David Nga Kor Ming (; born 11 November 1972) is a Malaysian politician who has served as the Minister of Local Government Development in the Pakatan Harapan (PH) administration under Prime Minister Anwar Ibrahim since December 2022. He served as Deputy Speaker of the Dewan Rakyat under former Speaker Mohamad Ariff Md Yusof from July 2018 to his resignation in July 2020. He was also a member of the Perak State Executive Council (EXCO) in the Pakatan Rakyat (PR) state administration under former Menteri Besar Mohammad Nizar Jamaluddin from March 2008 to the collapse of the administration in February 2009. He has also served as the Member of Parliament for Teluk Intan since May 2018 and for Taiping from March 2008 to May 2018. He has been a Member of the Perak State Legislative Assembly for Kepayang from May 2013 to May 2018, and again since November 2022, for Aulong from May 2018 to November 2022, and for Pantai Remis from November 1999 to March 2013. He is a member of the Democratic Action Party (DAP), a component party of the PH coalition.  He has also served as National Vice Chairman and 3rd Parliamentary Leader of DAP since March 2022, and State Chairman of DAP of Perak. He served as Deputy Secretary-General of DAP from November 2017 to March 2022.

Personal life
Nga Kor Ming was born in Kota Bharu, Kelantan, Malaysia, His family origin was of Fuzhou origin (his mother was from Kelantan) and stayed at Ayer Tawar when they came to Malaya. He and his family are Methodists and he was christened to David by the late Rev. Koh Gie Bing. His wife is also from Ayer Tawar; they have three children.
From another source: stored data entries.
//! Application constants for GRIB Fetcher
//!
//! This module centralizes constants used throughout the application,
//! organized by functional domain.

use std::time::Duration;

/// HTTP client configuration constants
pub mod http {
    use super::Duration;

    /// Default user agent for all HTTP requests
    pub const USER_AGENT: &str = concat!("GRIB-Fetcher/", env!("CARGO_PKG_VERSION"));

    /// Default HTTP request timeout
    pub const DEFAULT_TIMEOUT: Duration = Duration::from_secs(120);

    /// Connection establishment timeout
    pub const CONNECT_TIMEOUT: Duration = Duration::from_secs(30);

    /// Connection pool idle timeout
    pub const POOL_IDLE_TIMEOUT: Duration = Duration::from_secs(90);

    /// Maximum idle connections per host in pool
    pub const POOL_MAX_PER_HOST: usize = 16;
}

/// Rate limiting and retry configuration for the HTTP object store
pub mod limits {
    /// Default rate limit for object-store requests (requests per second)
    pub const DEFAULT_RATE_LIMIT_RPS: u32 = 20;

    /// Maximum retry attempts for throttled or failed requests
    pub const MAX_RETRIES: u32 = 3;

    /// Base delay for exponential backoff (milliseconds)
    pub const RETRY_BASE_DELAY_MS: u64 = 500;

    /// Maximum backoff delay (seconds)
    pub const MAX_BACKOFF_SECS: u64 = 30;

    /// Upper bound accepted for the configured retry count
    pub const MAX_RETRIES_LIMIT: u32 = 10;
}

/// Object store addressing
pub mod store {
    /// URI scheme of S3 object locations
    pub const S3_SCHEME: &str = "s3";

    /// Public (unsigned) virtual-hosted S3 endpoint suffix
    pub const S3_PUBLIC_HOST_SUFFIX: &str = "s3.amazonaws.com";
}

/// File naming constants
pub mod files {
    /// Temporary file suffix for atomic operations
    pub const TEMP_FILE_SUFFIX: &str = ".tmp";

    /// Suffix appended to the effective extension of index files
    pub const INDEX_SUFFIX: &str = ".idx";

    /// Compact, lexically sortable timestamp format used in local filenames
    pub const COMPACT_TIME_FORMAT: &str = "%Y%m%dT%H%M%SZ";
}

/// Index file format
pub mod index {
    /// Column separator
    pub const SEPARATOR: char = ':';

    /// Minimum number of columns in a record line
    pub const MIN_COLUMNS: usize = 7;
}

/// Concurrency configuration
pub mod workers {
    use super::Duration;

    /// Default number of concurrent field downloads
    pub const DEFAULT_CONCURRENCY: usize = 4;

    /// Maximum recommended concurrent downloads
    pub const MAX_CONCURRENCY: usize = 32;

    /// Default timeout for a single fetch
    pub const FETCH_TIMEOUT: Duration = Duration::from_secs(600);
}

/// Built-in product definitions
pub mod products {
    /// National Blend of Models
    pub const NBM: &str = "NBM";

    /// Public bucket holding NBM GRIB2 output
    pub const NBM_BASE_URI: &str = "s3://noaa-nbm-grib2-pds";
}

//! GRIB2 index (`.idx`) parsing and field matching
//!
//! An index file has one line per GRIB message:
//!
//! ```text
//! 32:3866677:d=2024090523:TMP:2 m above ground:2 hour fcst:ens std dev
//! ```
//!
//! The columns are message number, starting byte offset, reference date,
//! variable abbreviation, level, time range and statistical processing
//! (empty when the message holds the plain deterministic field).

use std::path::Path;

use serde::{Deserialize, Serialize};
use tracing::debug;

use crate::app::catalog::FieldCriteria;
use crate::constants::index::{MIN_COLUMNS, SEPARATOR};
use crate::errors::{IndexError, IndexResult};

/// One parsed line of an index file
#[derive(Debug, Clone, PartialEq, Eq, Serialize, Deserialize)]
pub struct IndexRecord {
    /// 1-based line number in the index file
    pub sequence: usize,
    /// Message number column as written (may be `32` or `32.1`)
    pub message: String,
    /// Starting byte offset of the message
    pub offset: u64,
    /// Reference date column, e.g. `d=2024090523`
    pub reference_date: String,
    /// Variable abbreviation, e.g. `TMP`
    pub abbreviation: String,
    /// Level descriptor, e.g. `2 m above ground`
    pub level: String,
    /// Time range descriptor, e.g. `0-1 hour acc fcst`
    pub time_range: String,
    /// Statistical processing descriptor, empty when none
    pub statistical_processing: String,
}

impl IndexRecord {
    /// Parse a single index line; `None` if it is not a usable record
    pub fn parse_line(sequence: usize, line: &str) -> Option<Self> {
        let columns: Vec<&str> = line.split(SEPARATOR).take(MIN_COLUMNS).collect();
        if columns.len() < MIN_COLUMNS {
            return None;
        }

        let offset = columns[1].trim().parse::<u64>().ok()?;

        Some(Self {
            sequence,
            message: columns[0].to_string(),
            offset,
            reference_date: columns[2].to_string(),
            abbreviation: columns[3].to_string(),
            level: columns[4].to_string(),
            time_range: columns[5].to_string(),
            statistical_processing: columns[6].to_string(),
        })
    }

    /// Check whether this record is the field described by `criteria`
    ///
    /// Level and time-range criteria are string prefixes of their columns and
    /// match anything when absent. The statistical-processing column must be
    /// empty; there is no way to opt out of that check.
    pub fn matches(&self, criteria: &FieldCriteria) -> bool {
        let level_prefix = criteria
            .level
            .map(|level| level.to_string())
            .unwrap_or_default();
        let time_range_prefix = criteria
            .time_range_length
            .map(|length| length.to_string())
            .unwrap_or_default();

        self.abbreviation == criteria.abbreviation
            && self.level.starts_with(&level_prefix)
            && self.time_range.starts_with(&time_range_prefix)
            && self.statistical_processing.is_empty()
    }
}

/// Parse index file text into records, in file order
///
/// Lines with fewer than seven columns or a non-numeric offset are skipped.
pub fn parse(text: &str) -> Vec<IndexRecord> {
    let mut records = Vec::new();

    for (n, line) in text.lines().enumerate() {
        if line.trim().is_empty() {
            continue;
        }
        match IndexRecord::parse_line(n + 1, line) {
            Some(record) => records.push(record),
            None => debug!("Skipping malformed index line {}: {:?}", n + 1, line),
        }
    }

    records
}

/// Read and parse an index file from disk
pub async fn read_index_file(path: &Path) -> IndexResult<Vec<IndexRecord>> {
    let text = tokio::fs::read_to_string(path)
        .await
        .map_err(|source| IndexError::Unreadable {
            path: path.to_path_buf(),
            source,
        })?;

    let records = parse(&text);
    debug!(
        "Parsed {} records from index file {}",
        records.len(),
        path.display()
    );
    Ok(records)
}

/// First record, in file order, matching `criteria`
pub fn find_match<'a>(
    records: &'a [IndexRecord],
    criteria: &FieldCriteria,
) -> Option<&'a IndexRecord> {
    records.iter().find(|record| record.matches(criteria))
}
Education and professional career
Nga Kor Ming received a Bachelor of Laws from Universiti Malaya. Before his appointment to the Perak executive council, he practised as a lawyer in Ayer Tawar and also in Ipoh, Perak.

In 2007, he was recognised as one of Ten Outstanding Young Malaysians by the International Junior Chamber of Commerce and the Ministry of Youth and Sports in the category of 'Politics and Government'. This award was notable as it rarely goes to opposition politicians.

Political career
Nga made his election debut and had been Perak State Assemblyman for Pantai Remis for three terms since the 1999, 2004 and 2008 General Elections. He became Member of Parliament for Taiping, Perak after defeating President of the People's Progressive Party (PPP), M. Kayveas with a majority of 11,298 votes in the 2008 General Election too on 8 March 2008. In 2008, with the formation of the Perak government by the coalition of DAP, PKR and PAS (known as Pakatan Rakyat) (PR), Nga was appointed to the state executive committee, with the portfolios of Education, Local Government, Housing and Public Transport. Perak had previously been ruled continuously by the Barisan Nasional (BN) (or its predecessor the Alliance) since the independence of Malaya (later Malaysia) in 1957. In the 2013 General Election, he was reelected in the Taiping parliamentary seat and won the Perak state seat of Kepayang too. In the 2018 General Election, he won the Parliament for the seat of Teluk Intan by defeating the incumbent, Mah Siew Keong of BN and the Perak state seat of Aulong concurrently.

Controversies and issues

Racial Remarks
In 2011, Nga Kor Ming used the term "metallic black" to describe Menteri Besar of Perak Zambry Abdul Kadir, during political rallies in Kamunting. Nga Kor Ming apologised for his Anti-Indian racist remarks for calling Zambry a "metallic black person". It was obvious that he was referring to Dr Zambry's skin colour of the Indians when he uttered the phrase in various speeches as seen in YouTube, which he subsequently denied.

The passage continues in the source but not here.